QM only possible in flat space?

  1. May 1, 2012 #1
    I was trying to think of QM in the context of different possible spatial curvatures since the standard cosmology (FRW model) admits at least in principle that 3-space can have positive, negative or no curvature, even if the flat space is favored by the CMB WMAP-COBE observations etc, when I noticed that the axioms of QM demand the Schrodinger equation to be linear and therefore apparently only Euclidean space would be acceptable in QM, is this a correct conclusion?
    Is this one of the reasons (or at least a further constraint on space geometry) most physicists (especially in the particle-high energy physics subfield) favored a flat space even before the WMAP etc ?
     
  2. jcsd
  3. May 1, 2012 #2

    fzero

    User Avatar
    Science Advisor
    Homework Helper
    Gold Member

    The Laplacian in curved space still a linear operator, so we can discuss its eigenfunctions and eigenvalues. In fact, the spherical harmonics can be thought of as the wavefunctions for a particle which is confined to the surface of a sphere, which is in fact a curved space. So we do not have to require flat space to have a well-defined quantum mechanics.
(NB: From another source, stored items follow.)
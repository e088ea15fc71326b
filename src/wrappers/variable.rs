//! # Variable: a slot whose action can be swapped between executions.
//!
//! [`Variable`] owns at most one action and forwards both execution forms to it. An
//! empty slot succeeds immediately. Swapping while an execution is in flight is allowed;
//! the running execution keeps the action it started with.

use std::sync::Arc;

use parking_lot::Mutex;

use crate::actions::{Action, ActionCore, ActionExt, ActionRef, Completion, Outcome, bind};
use crate::error::{ActionError, UsageError};
use crate::signals::on_all_set;

/// Swappable holder action.
pub struct Variable {
    core: ActionCore,
    current: Mutex<Option<ActionRef>>,
}

impl Variable {
    /// Creates an empty holder.
    pub fn new() -> Arc<Self> {
        bind(Self {
            core: ActionCore::new(),
            current: Mutex::new(None),
        })
    }

    /// Replaces the held action, releasing the previous one.
    pub fn set(&self, action: Option<ActionRef>) -> Result<(), UsageError> {
        let mut current = self.current.lock();
        if current.as_ref().map(|a| a.id()) == action.as_ref().map(|a| a.id()) {
            return Ok(());
        }

        if let Some(next) = &action {
            self.take_ownership(Arc::clone(next))?;
        }
        if let Some(previous) = current.take() {
            self.relinquish_ownership(&previous)?;
        }
        *current = action;
        Ok(())
    }

    /// The held action.
    pub fn get(&self) -> Option<ActionRef> {
        self.current.lock().clone()
    }
}

impl Action for Variable {
    fn core(&self) -> &ActionCore {
        &self.core
    }

    fn name(&self) -> &str {
        "Variable"
    }

    fn is_naturally_synchronous(&self) -> bool {
        self.get().is_none_or(|a| a.is_naturally_synchronous())
    }

    fn execute_blocking(&self) -> Result<(), ActionError> {
        match self.get() {
            Some(action) => action.sync_execute(),
            None => Ok(()),
        }
    }

    fn execute_callback(&self, completion: Completion) -> Result<(), ActionError> {
        let Some(action) = self.get() else {
            completion.deliver(Ok(()));
            return Ok(());
        };

        let slot = Arc::new(Mutex::new(Some(completion)));
        let (s, done) = (Arc::clone(&slot), action.done_signal());
        let launched = action.async_execute(move |outcome: Outcome| {
            if let Some(completion) = s.lock().take() {
                let result = outcome.into_result();
                on_all_set(&[done], move || completion.deliver(result));
            }
        });
        if let Err(err) = launched {
            if let Some(completion) = slot.lock().take() {
                completion.disarm();
            }
            return Err(err);
        }
        Ok(())
    }
}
    More generally, you can discuss QFT in a curved background spacetime. What has not been solved is how to properly treat the backreaction of quantum matter on the geometry of spacetime in a way consistent with general relativity. This is the problem of quantum gravity.
     
    Last edited: May 1, 2012
  4. May 1, 2012 #3

    tom.stoer

    User Avatar
    Science Advisor

    There are well-known examples for QM on curved manifolds; this does by no means affect the lineareity of the Hamiltonian. A well-known example is an underlying metric space (M,g) with manifold M and metric g on which the so-called Laplace-Beltrami Operator ΔM as a generalization of Δ can be defined.

    [tex]\Delta_\mathcal{M}\,f = \frac{1}{\sqrt{\text{det}g}} \, \partial_i \, (\sqrt{\text{det}g}\,g^{ik}\,\partial_k\,f)[/tex]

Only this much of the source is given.